» WHAT IS BEING ASKED
Give every line of the records exactly, please, from the first up to and including the one containing "#[derive(Debug, Deserialize)]".

» GIVEN DATA
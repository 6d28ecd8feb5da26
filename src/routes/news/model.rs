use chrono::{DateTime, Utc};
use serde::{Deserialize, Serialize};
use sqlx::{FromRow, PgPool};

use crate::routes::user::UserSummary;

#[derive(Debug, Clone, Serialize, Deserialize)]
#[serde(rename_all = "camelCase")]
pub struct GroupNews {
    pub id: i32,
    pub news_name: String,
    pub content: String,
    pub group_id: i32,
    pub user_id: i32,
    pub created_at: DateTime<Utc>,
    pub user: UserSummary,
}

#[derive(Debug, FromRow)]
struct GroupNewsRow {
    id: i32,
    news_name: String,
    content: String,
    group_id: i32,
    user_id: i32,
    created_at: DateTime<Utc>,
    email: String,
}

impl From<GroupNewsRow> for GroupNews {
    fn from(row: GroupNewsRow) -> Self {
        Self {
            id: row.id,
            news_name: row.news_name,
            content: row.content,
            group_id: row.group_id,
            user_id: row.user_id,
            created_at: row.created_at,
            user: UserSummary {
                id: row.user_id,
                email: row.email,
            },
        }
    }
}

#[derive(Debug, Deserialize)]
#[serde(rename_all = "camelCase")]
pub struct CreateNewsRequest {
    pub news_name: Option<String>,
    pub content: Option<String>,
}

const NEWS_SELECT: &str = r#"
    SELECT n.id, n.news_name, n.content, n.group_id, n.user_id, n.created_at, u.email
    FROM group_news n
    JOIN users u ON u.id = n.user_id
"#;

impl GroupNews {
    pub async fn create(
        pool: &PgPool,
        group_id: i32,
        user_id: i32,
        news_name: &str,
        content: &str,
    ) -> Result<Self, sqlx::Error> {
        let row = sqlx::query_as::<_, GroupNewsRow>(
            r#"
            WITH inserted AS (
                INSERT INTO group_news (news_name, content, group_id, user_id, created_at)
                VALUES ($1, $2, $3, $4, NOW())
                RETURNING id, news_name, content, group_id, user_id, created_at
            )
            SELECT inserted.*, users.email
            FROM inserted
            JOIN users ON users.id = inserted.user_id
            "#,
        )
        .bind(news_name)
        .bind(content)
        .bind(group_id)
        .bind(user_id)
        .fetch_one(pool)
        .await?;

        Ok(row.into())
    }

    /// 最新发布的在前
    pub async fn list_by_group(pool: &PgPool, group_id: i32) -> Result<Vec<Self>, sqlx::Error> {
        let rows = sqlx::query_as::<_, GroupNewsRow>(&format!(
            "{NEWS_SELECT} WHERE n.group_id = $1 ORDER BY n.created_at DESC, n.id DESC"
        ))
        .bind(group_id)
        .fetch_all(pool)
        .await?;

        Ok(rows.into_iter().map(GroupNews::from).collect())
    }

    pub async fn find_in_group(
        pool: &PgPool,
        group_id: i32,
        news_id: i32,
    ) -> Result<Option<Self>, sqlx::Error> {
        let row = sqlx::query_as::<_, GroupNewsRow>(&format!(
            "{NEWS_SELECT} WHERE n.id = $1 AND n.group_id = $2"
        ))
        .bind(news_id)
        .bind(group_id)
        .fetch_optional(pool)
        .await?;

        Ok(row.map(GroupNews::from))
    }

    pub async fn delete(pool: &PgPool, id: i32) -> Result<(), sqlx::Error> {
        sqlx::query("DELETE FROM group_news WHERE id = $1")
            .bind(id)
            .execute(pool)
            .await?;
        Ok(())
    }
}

» TASK RESULT
repository 6d28ecd8feb5da26
filename src/routes/news/model.rs
use chrono::{DateTime, Utc};
use serde::{Deserialize, Serialize};
use sqlx::{FromRow, PgPool};

use crate::routes::user::UserSummary;

#[derive(Debug, Clone, Serialize, Deserialize)]
#[serde(rename_all = "camelCase")]
pub struct GroupNews {
    pub id: i32,
    pub news_name: String,
    pub content: String,
    pub group_id: i32,
    pub user_id: i32,
    pub created_at: DateTime<Utc>,
    pub user: UserSummary,
}

#[derive(Debug, FromRow)]
struct GroupNewsRow {
    id: i32,
    news_name: String,
    content: String,
    group_id: i32,
    user_id: i32,
    created_at: DateTime<Utc>,
    email: String,
}

impl From<GroupNewsRow> for GroupNews {
    fn from(row: GroupNewsRow) -> Self {
        Self {
            id: row.id,
            news_name: row.news_name,
            content: row.content,
            group_id: row.group_id,
            user_id: row.user_id,
            created_at: row.created_at,
            user: UserSummary {
                id: row.user_id,
                email: row.email,
            },
        }
    }
}

#[derive(Debug, Deserialize)]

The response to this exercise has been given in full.